La risposta arriva per caso durante una chiacchierata con Marco Susani, che da un paio di decenni ha studio a Chicago insieme a Defne Coz. Si parla di lavoro in remoto, di come sia facile capirsi anche da lontano con le aziende italiane, perché si condividono i medesimi valori progettuali. E con le aziende statunitensi? “Le aziende americane fanno fatica a parlare con i designer. Non hanno contatto con la manodopera. Fanno molto outsourcing, sono dei buyer. Le creative direction si traducono in scegliere, bene, cose che esistono. In realtà quello che manca sono le aziende cresciute insieme ai progettisti”.

Il design è un fenomeno europeo, importato dagli intellettuali esuli durante la Seconda Guerra Mondiale. La California è la patria del progetto statunitense, il luogo dove nascono i brand importanti. Ma la California è un luogo a sé, pieno di gente strana. Il fenomeno non si radica nella cultura popolare, che invece si riconosce in una produzione artigianale più tradizionale e rasserenante. Il prodotto di design è più caro, oltre a essere più “difficile”, più “europeo”, un aggettivo che negli States è sinonimo di complicato, decadente e noioso. I cattivi, i rivoluzionari e i perversi sono circondati da pezzi iconici, percepiti come inusuali e “strani” dal grande pubblico. Eppure lo status quo mondiale è stato stravolto più volte da prodotti americani che hanno rivoluzionato il nostro modo di vivere e di guardare alle cose. A volte anche grazie al design, in effetti. Basta pensare alla Apple.
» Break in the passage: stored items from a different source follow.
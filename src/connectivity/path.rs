use std::cmp::Ordering;
use std::collections::{BinaryHeap, HashSet};

use crate::math::Point3;
use crate::mesh::{Mesh, MeshItem, MeshItemKind, NodeEdgeList};

/// Min-heap entry ordered by cost.
#[derive(Debug, Clone, Copy, PartialEq)]
struct Frontier {
    cost: f64,
    index: usize,
}

impl Eq for Frontier {}

impl Ord for Frontier {
    fn cmp(&self, other: &Self) -> Ordering {
        other
            .cost
            .total_cmp(&self.cost)
            .then_with(|| other.index.cmp(&self.index))
    }
}

impl PartialOrd for Frontier {
    fn partial_cmp(&self, other: &Self) -> Option<Ordering> {
        Some(self.cmp(other))
    }
}

/// Dijkstra over `count` vertices. `links(v)` yields `(w, weight)` pairs.
/// Returns the vertices from `from` to `to` inclusive, or `None` if `to`
/// is unreachable.
fn dijkstra(
    count: usize,
    from: usize,
    to: usize,
    mut links: impl FnMut(usize) -> Vec<(usize, f64)>,
) -> Option<Vec<usize>> {
    let mut dist = vec![f64::INFINITY; count];
    let mut prev: Vec<Option<usize>> = vec![None; count];
    let mut heap = BinaryHeap::new();
    *dist.get_mut(from)? = 0.0;
    heap.push(Frontier { cost: 0.0, index: from });
    while let Some(Frontier { cost, index }) = heap.pop() {
        if index == to {
            break;
        }
        if cost > dist[index] {
            continue;
        }
        for (w, weight) in links(index) {
            let next = cost + weight;
            if next < dist[w] {
                dist[w] = next;
                prev[w] = Some(index);
                heap.push(Frontier { cost: next, index: w });
            }
        }
    }
    if !dist.get(to)?.is_finite() {
        return None;
    }
    let mut path = vec![to];
    let mut at = to;
    while let Some(p) = prev[at] {
        path.push(p);
        at = p;
    }
    path.reverse();
    Some(path)
}

fn node_distance(mesh: &Mesh, a: usize, b: usize) -> f64 {
    (mesh.node_position(a) - mesh.node_position(b)).norm()
}

/// Node graph over feature edges only.
fn edge_graph_path(mesh: &Mesh, from: usize, to: usize) -> Option<Vec<usize>> {
    let incidence = NodeEdgeList::new(mesh);
    dijkstra(mesh.nodes.len(), from, to, |n| {
        incidence
            .edges(n)
            .iter()
            .map(|&e| &mesh.edges[e])
            .filter(|e| e.is_visible())
            .map(|e| if e.nodes[0] == n { e.nodes[1] } else { e.nodes[0] })
            .filter(|&m| mesh.is_visible(MeshItemKind::Node, m))
            .map(|m| (m, node_distance(mesh, n, m)))
            .collect()
    })
}

/// Node graph over the sides of visible faces and all visible edges.
fn surface_graph_path(mesh: &Mesh, from: usize, to: usize) -> Option<Vec<usize>> {
    let mut adjacency: Vec<Vec<usize>> = vec![Vec::new(); mesh.nodes.len()];
    let mut link = |a: usize, b: usize| {
        if a < adjacency.len() && b < adjacency.len() {
            adjacency[a].push(b);
            adjacency[b].push(a);
        }
    };
    for f in mesh.faces.iter().filter(|f| f.is_visible()) {
        for j in 0..f.side_count() {
            let [a, b] = f.side(j);
            link(a, b);
        }
    }
    for e in mesh.edges.iter().filter(|e| e.is_visible()) {
        link(e.nodes[0], e.nodes[1]);
    }
    dijkstra(mesh.nodes.len(), from, to, |n| {
        adjacency[n]
            .iter()
            .copied()
            .filter(|&m| mesh.is_visible(MeshItemKind::Node, m))
            .map(|m| (m, node_distance(mesh, n, m)))
            .collect()
    })
}

/// Nodes on the shortest path from `from` to `to`, in path order.
///
/// When both anchors lie on mesh edges the path runs along edges only;
/// otherwise it runs over face sides and edges. Paths are weighted by
/// length and avoid hidden nodes. Returns `[from]` when the anchors
/// coincide and an empty list when they are not connected.
#[must_use]
pub fn shortest_node_path(mesh: &Mesh, from: usize, to: usize) -> Vec<usize> {
    if from >= mesh.nodes.len() || to >= mesh.nodes.len() {
        return Vec::new();
    }
    if from == to {
        return vec![from];
    }
    let incidence = NodeEdgeList::new(mesh);
    let on_edges = !incidence.edges(from).is_empty() && !incidence.edges(to).is_empty();
    let path = if on_edges {
        edge_graph_path(mesh, from, to).or_else(|| surface_graph_path(mesh, from, to))
    } else {
        surface_graph_path(mesh, from, to)
    };
    path.unwrap_or_default()
}

/// Faces on the shortest path between two faces, walking across shared
/// sides and weighted by the distance between face centres.
#[must_use]
pub fn shortest_face_path(mesh: &Mesh, from: usize, to: usize) -> Vec<usize> {
    if from >= mesh.faces.len() || to >= mesh.faces.len() {
        return Vec::new();
    }
    if from == to {
        return vec![from];
    }
    let centres: Vec<_> = (0..mesh.faces.len())
        .map(|i| mesh.face_center(i).unwrap_or_else(Point3::origin))
        .collect();
    dijkstra(mesh.faces.len(), from, to, |f| {
        mesh.faces[f]
            .nbr
            .iter()
            .flatten()
            .copied()
            .filter(|&n| mesh.is_visible(MeshItemKind::Face, n))
            .map(|n| (n, (centres[n] - centres[f]).norm()))
            .collect()
    })
    .unwrap_or_default()
}

/// Edges along the shortest chain joining two mesh edges.
///
/// The chain starts from the closest pair of end nodes; the result is every
/// edge with both nodes on that chain or on the two anchor edges.
#[must_use]
pub fn shortest_edge_path(mesh: &Mesh, from: usize, to: usize) -> Vec<usize> {
    let (Some(a), Some(b)) = (mesh.edges.get(from), mesh.edges.get(to)) else {
        return Vec::new();
    };
    if from == to {
        return vec![from];
    }
    let mut best = (a.nodes[0], b.nodes[0]);
    let mut best_d = f64::INFINITY;
    for &na in &a.nodes {
        for &nb in &b.nodes {
            let d = node_distance(mesh, na, nb);
            if d < best_d {
                best_d = d;
                best = (na, nb);
            }
        }
    }
    let Some(chain) = edge_graph_path(mesh, best.0, best.1) else {
        return Vec::new();
    };
    let on_path: HashSet<usize> = chain
        .into_iter()
        .chain(a.nodes)
        .chain(b.nodes)
        .collect();
    mesh.edges
        .iter()
        .enumerate()
        .filter(|(_, e)| e.is_visible())
        .filter(|(_, e)| on_path.contains(&e.nodes[0]) && on_path.contains(&e.nodes[1]))
        .map(|(i, _)| i)
        .collect()
}
use crate::document::Scene;
use crate::error::CommandError;

use super::SelectionTarget;

/// Hides entities; hidden entities are also unselected.
#[derive(Debug, Clone)]
pub struct HideItems {
    target: SelectionTarget,
    visible_before: Box<[bool]>,
    selected_before: Box<[bool]>,
    executed: bool,
}

impl HideItems {
    /// # Errors
    ///
    /// Same conditions as [`super::SelectItems::new`].
    pub fn new(scene: &Scene, target: SelectionTarget) -> Result<Self, CommandError> {
        target.validate(scene)?;
        Ok(Self {
            visible_before: target.visibility_vector(scene),
            selected_before: target.selection_vector(scene),
            target,
            executed: false,
        })
    }

    #[must_use]
    pub fn target(&self) -> &SelectionTarget {
        &self.target
    }

    pub(crate) fn execute(&mut self, scene: &mut Scene) {
        debug_assert!(!self.executed, "hide command executed twice");
        self.target.hide(scene);
        self.executed = true;
    }

    pub(crate) fn unexecute(&mut self, scene: &mut Scene) {
        debug_assert!(self.executed, "hide command undone twice");
        self.target.apply_visibility_vector(scene, &self.visible_before);
        self.target.apply_selection_vector(scene, &self.selected_before);
        self.executed = false;
    }
}

#[cfg(test)]
#[allow(clippy::unwrap_used)]
mod tests {
    use super::*;
    use crate::command::fixtures::strip_scene;
    use crate::mesh::{MeshItemKind, MeshMode};

    #[test]
    fn hide_and_restore_faces() {
        let mut scene = strip_scene();
        let object = scene.active_object.unwrap();
        let t = SelectionTarget::mesh(object, MeshMode::Volume, MeshItemKind::Face, vec![1]);
        scene
            .mesh_mut(object, MeshMode::Volume)
            .unwrap()
            .faces[1]
            .state
            .selected = true;

        let mut hide = HideItems::new(&scene, t).unwrap();
        hide.execute(&mut scene);
        let mesh = scene.mesh(object, MeshMode::Volume).unwrap();
        assert!(!mesh.is_visible(MeshItemKind::Face, 1));
        assert_eq!(mesh.count_selected(MeshItemKind::Face), 0);

        hide.unexecute(&mut scene);
        let mesh = scene.mesh(object, MeshMode::Volume).unwrap();
        assert!(mesh.is_visible(MeshItemKind::Face, 1));
        assert_eq!(mesh.selected_indices(MeshItemKind::Face), vec![1]);
    }
}
use super::items::ItemState;

const TET4_FACES: &[&[usize]] = &[&[0, 1, 3], &[1, 2, 3], &[2, 0, 3], &[0, 2, 1]];

const PENTA6_FACES: &[&[usize]] = &[
    &[0, 1, 4, 3],
    &[1, 2, 5, 4],
    &[2, 0, 3, 5],
    &[0, 2, 1],
    &[3, 4, 5],
];

const HEX8_FACES: &[&[usize]] = &[
    &[0, 1, 5, 4],
    &[1, 2, 6, 5],
    &[2, 3, 7, 6],
    &[3, 0, 4, 7],
    &[0, 3, 2, 1],
    &[4, 5, 6, 7],
];

const TRI3_FACES: &[&[usize]] = &[&[0, 1, 2]];
const QUAD4_FACES: &[&[usize]] = &[&[0, 1, 2, 3]];

/// Supported element shapes.
#[derive(Debug, Clone, Copy, PartialEq, Eq)]
pub enum ElementShape {
    Tet4,
    Penta6,
    Hex8,
    /// Triangular shell.
    Tri3,
    /// Quadrilateral shell.
    Quad4,
    Beam2,
}

impl ElementShape {
    #[must_use]
    pub fn name(self) -> &'static str {
        match self {
            Self::Tet4 => "tet4",
            Self::Penta6 => "penta6",
            Self::Hex8 => "hex8",
            Self::Tri3 => "tri3",
            Self::Quad4 => "quad4",
            Self::Beam2 => "beam2",
        }
    }

    #[must_use]
    pub fn node_count(self) -> usize {
        match self {
            Self::Tet4 => 4,
            Self::Penta6 => 6,
            Self::Hex8 => 8,
            Self::Tri3 => 3,
            Self::Quad4 => 4,
            Self::Beam2 => 2,
        }
    }

    #[must_use]
    pub fn is_solid(self) -> bool {
        matches!(self, Self::Tet4 | Self::Penta6 | Self::Hex8)
    }

    #[must_use]
    pub fn is_shell(self) -> bool {
        matches!(self, Self::Tri3 | Self::Quad4)
    }

    #[must_use]
    pub fn is_beam(self) -> bool {
        self == Self::Beam2
    }

    /// Local node indices of each face, ordered so the face normal points
    /// out of the element. A shell has a single face; a beam has none.
    #[must_use]
    pub fn face_table(self) -> &'static [&'static [usize]] {
        match self {
            Self::Tet4 => TET4_FACES,
            Self::Penta6 => PENTA6_FACES,
            Self::Hex8 => HEX8_FACES,
            Self::Tri3 => TRI3_FACES,
            Self::Quad4 => QUAD4_FACES,
            Self::Beam2 => &[],
        }
    }

    /// Number of neighbour slots: faces for solids, sides for shells.
    #[must_use]
    pub fn neighbour_count(self) -> usize {
        match self {
            Self::Tet4 | Self::Penta6 | Self::Hex8 => self.face_table().len(),
            Self::Tri3 | Self::Quad4 => self.node_count(),
            Self::Beam2 => 0,
        }
    }
}

/// A finite element.
#[derive(Debug, Clone)]
pub struct Element {
    pub state: ItemState,
    pub shape: ElementShape,
    pub nodes: Vec<usize>,
    /// Neighbour across each face (solids) or side (shells).
    pub nbr: Vec<Option<usize>>,
    /// Mesh face covering each element face, if one exists.
    pub faces: Vec<Option<usize>>,
    /// Part this element belongs to.
    pub gid: usize,
}

impl Element {
    /// Creates an element. Returns `None` if the node count does not match
    /// the shape.
    #[must_use]
    pub fn new(nid: usize, shape: ElementShape, nodes: Vec<usize>, gid: usize) -> Option<Self> {
        if nodes.len() != shape.node_count() {
            return None;
        }
        Some(Self {
            state: ItemState::new(nid),
            shape,
            nodes,
            nbr: vec![None; shape.neighbour_count()],
            faces: vec![None; shape.face_table().len()],
            gid,
        })
    }

    #[must_use]
    pub fn is_solid(&self) -> bool {
        self.shape.is_solid()
    }

    #[must_use]
    pub fn is_shell(&self) -> bool {
        self.shape.is_shell()
    }

    #[must_use]
    pub fn is_beam(&self) -> bool {
        self.shape.is_beam()
    }

    #[must_use]
    pub fn face_count(&self) -> usize {
        self.shape.face_table().len()
    }

    /// Mesh node indices of local face `j`.
    #[must_use]
    pub fn face_nodes(&self, j: usize) -> Vec<usize> {
        self.shape
            .face_table()
            .get(j)
            .map(|local| local.iter().filter_map(|&k| self.nodes.get(k).copied()).collect())
            .unwrap_or_default()
    }

    /// Node pair of shell side `i`.
    #[must_use]
    pub fn side(&self, i: usize) -> [usize; 2] {
        let n = self.nodes.len();
        [self.nodes[i % n], self.nodes[(i + 1) % n]]
    }

    /// An element is exterior when at least one neighbour slot is empty.
    /// Shells and beams are always exterior.
    #[must_use]
    pub fn is_exterior(&self) -> bool {
        !self.is_solid() || self.nbr.iter().any(Option::is_none)
    }
}

#[cfg(test)]
#[allow(clippy::unwrap_used)]
mod tests {
    use super::*;

    #[test]
    fn node_count_is_checked() {
        assert!(Element::new(1, ElementShape::Hex8, vec![0; 7], 0).is_none());
        assert!(Element::new(1, ElementShape::Tet4, vec![0, 1, 2, 3], 0).is_some());
    }

    #[test]
    fn neighbour_slots_by_shape() {
        let hex = Element::new(1, ElementShape::Hex8, (0..8).collect(), 0).unwrap();
        assert_eq!(hex.nbr.len(), 6);
        assert_eq!(hex.faces.len(), 6);
        let quad = Element::new(1, ElementShape::Quad4, (0..4).collect(), 0).unwrap();
        assert_eq!(quad.nbr.len(), 4);
        assert_eq!(quad.faces.len(), 1);
        let beam = Element::new(1, ElementShape::Beam2, vec![0, 1], 0).unwrap();
        assert!(beam.nbr.is_empty());
        assert_eq!(beam.face_count(), 0);
    }

    #[test]
    fn hex_face_nodes_map_to_mesh_nodes() {
        let hex = Element::new(1, ElementShape::Hex8, (10..18).collect(), 0).unwrap();
        assert_eq!(hex.face_nodes(5), vec![14, 15, 16, 17]);
        assert!(hex.face_nodes(6).is_empty());
    }

    #[test]
    fn isolated_solid_is_exterior() {
        let mut tet = Element::new(1, ElementShape::Tet4, (0..4).collect(), 0).unwrap();
        assert!(tet.is_exterior());
        tet.nbr = vec![Some(1); 4];
        assert!(!tet.is_exterior());
    }
}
Apple nasce da un modus operandi europeo applicato su una scala planetaria. La start up intesa come impresa informale e creativa è un concetto che in Italia esiste da decenni. Ed è su questa imprenditorialità di stampo rivoluzionario che nasce la Sylicon Valley: scalabilità, UX e human centered design. “Farei una distinzione fra aziende di design e aziende non di design. Quelle non di design, come Google, Logitech, Apple non le ferma più nessuno e conquistano mercati inimmaginabili, diventando senz’altro più brave degli italiani a usare il design come plusvalore”, commenta Susani.

Quindi al made in Italy non resta che continuare a produrre mobili conturbanti, invece che conquistare il mondo? Pare sia una questione di commitment, di impegno. “Anche aziende molto grandi fanno ancora fatica a capire come sviluppare davvero il prodotto di design dalla A alla Z, dalla concezione all’end user. Usare strategicamente il design dall’alto, che poi significa tradurre la famosa collaborazione fra imprenditore e designer su una scala mass market”. Non resta che imparare.